L’Onajes est enterré avec un passif de 20 milliards francs CFA dont 14 milliards de dettes bancaires. Pour rappel, l’Onajes créé en 2016 par ordonnance n°05 du 15 septembre, est né de la fusion de trois organismes sous tutelle du ministère, notamment le Fonds national d’appui à la jeunesse, le Fonds national de développement des sports et l’Office national d’appui aux sports. Avec pour mission de “soutenir les initiatives des jeunes pouvant contribuer à leur réinsertion socioéconomique et professionnel ; promouvoir le sport à la base et rechercher des ressources financières extrabudgétaires, parafiscales et privées pour financer les initiatives des jeunes et le sport, en collaboration avec le ministère des Finances ; et assurer le suivi technique, la gestion et l’entretien des stades et autres structures sur le territoire national”. Les ressources fiscales dédiées à l’Onajes proviennent des fonds collectés sur les sociétés de téléphonie mobile (Airtel et Moov) dont les prélèvements automatiques sont taxés à 1 franc sur les appels téléphoniques, le prélèvement de 20% sur les sommes engagées sur le Pari mutuel urbain (Pmu), 10 francs CFA par bouteille d’alcool sur les brasseries du Tchad (Bdt) et 10 francs CFA par paquet de cigarette produit à l’usine par la Manufacture des cigarettes du Tchad (Mct).
“Par rapport au montant, j’ai ici l’arrêté n°24 du ministre des Finances de 2022, qui a fait la répartition des taxes perçues sur les téléphonies mobiles.
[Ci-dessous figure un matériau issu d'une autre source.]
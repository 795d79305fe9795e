use bytes::Bytes;

/// A parsed RTSP message — request or response (RFC 2326 §6, §7).
///
/// Both directions share the header/body shape; only the start line
/// differs. Header lookup is case-insensitive per RFC 2326 §4.2.
#[derive(Debug, Clone)]
pub struct RtspMessage {
    /// Request line or status line.
    pub kind: MessageKind,
    /// Headers as ordered (name, value) pairs. Names are stored as-received;
    /// lookups via [`header`](Self::header) are case-insensitive.
    pub headers: Vec<(String, String)>,
    /// Message body, as declared by `Content-Length`. Empty when absent.
    pub body: Bytes,
}

/// Start line of an RTSP message.
#[derive(Debug, Clone, PartialEq, Eq)]
pub enum MessageKind {
    /// `Method SP Request-URI SP RTSP-Version`
    Request {
        method: String,
        uri: String,
        version: String,
    },
    /// `RTSP-Version SP Status-Code SP Reason-Phrase`
    Response {
        version: String,
        status: u16,
        phrase: String,
    },
}

impl RtspMessage {
    /// Look up a header value by name (case-insensitive, RFC 2326 §4.2).
    pub fn header(&self, name: &str) -> Option<&str> {
        self.headers
            .iter()
            .find(|(key, _)| key.eq_ignore_ascii_case(name))
            .map(|(_, value)| value.as_str())
    }

    /// Returns the CSeq header value, which pairs requests with responses
    /// (RFC 2326 §12.17).
    pub fn cseq(&self) -> Option<&str> {
        self.header("CSeq")
    }

    /// Body bytes, or `None` when the message carries no content.
    pub fn content(&self) -> Option<&[u8]> {
        if self.body.is_empty() {
            None
        } else {
            Some(&self.body)
        }
    }

    /// Whether this is a request with the given method.
    pub fn is_request(&self, method: &str) -> bool {
        matches!(&self.kind, MessageKind::Request { method: m, .. } if m == method)
    }
}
Pour l’année 2022, le total est de 17 milliards 500 millions francs CFA, dont l’Onajes reçoit 25% soit 6 milliards francs CFA par an. C’est ce qui devrait être envoyé à l’Onajes annuellement. Les 75% restants sont répartis entre le ministère de la Santé, l’Onama et le ministère des Finances. Tout ce qui est prélevé sur les téléphonies mobiles ne vient ni au département de la jeunesse ou aux sports”, a révélé le ministre de la Jeunesse, des sports et de l’entreprenariat, Abakar Djermah Aumi.
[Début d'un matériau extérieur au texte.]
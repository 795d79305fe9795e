//! Outbound RTP timestamp correction.
//!
//! Queued media datagrams can sit in the outbound queue long enough for
//! their RTP timestamps to go stale. Immediately before a send, MPEG-TS
//! packets (payload type 33, RFC 3551 §6) get their timestamp field
//! rewritten from the monotonic clock at the RTP 90 kHz scale.

/// MPEG-TS RTP payload type (RFC 3551 §6).
const PAYLOAD_TYPE_MP2T: u8 = 33;

/// Rewrite bytes 4..8 of an outbound RTP/MP2T packet with a fresh 90 kHz
/// timestamp derived from `now_us`. Returns whether a rewrite happened.
///
/// Only packets with version 2 / no padding / no extension / no CSRCs
/// (first byte exactly `0x80`) and payload type 33 are touched; anything
/// else passes through unmodified.
pub(crate) fn restamp_outbound(datagram: &mut [u8], now_us: i64) -> bool {
    if datagram.len() < 8 || datagram[0] != 0x80 || datagram[1] & 0x7f != PAYLOAD_TYPE_MP2T {
        return false;
    }

    let prev = u32::from_be_bytes([datagram[4], datagram[5], datagram[6], datagram[7]]);
    let rtp_time = (now_us * 9 / 100) as u32;
    datagram[4..8].copy_from_slice(&rtp_time.to_be_bytes());

    tracing::trace!(
        prev,
        rtp_time,
        correction_ms = (rtp_time.wrapping_sub(prev) as i32) as f64 / 90.0,
        "restamped outbound RTP packet"
    );

    true
}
Malgré ces ressources fiscales permanentes générées, le gouvernement réalise huit ans après que des milliards sont engloutis, sans qu’aucune des missions assignées à cette institution sous tutelle du ministère de la Jeunesse, des sports et de l’entreprenariat, n’ait obtenu des résultats probants. D’où la décision de dissoudre l’Onajes, qui sonne comme un cinglant aveu d’échec du gouvernement.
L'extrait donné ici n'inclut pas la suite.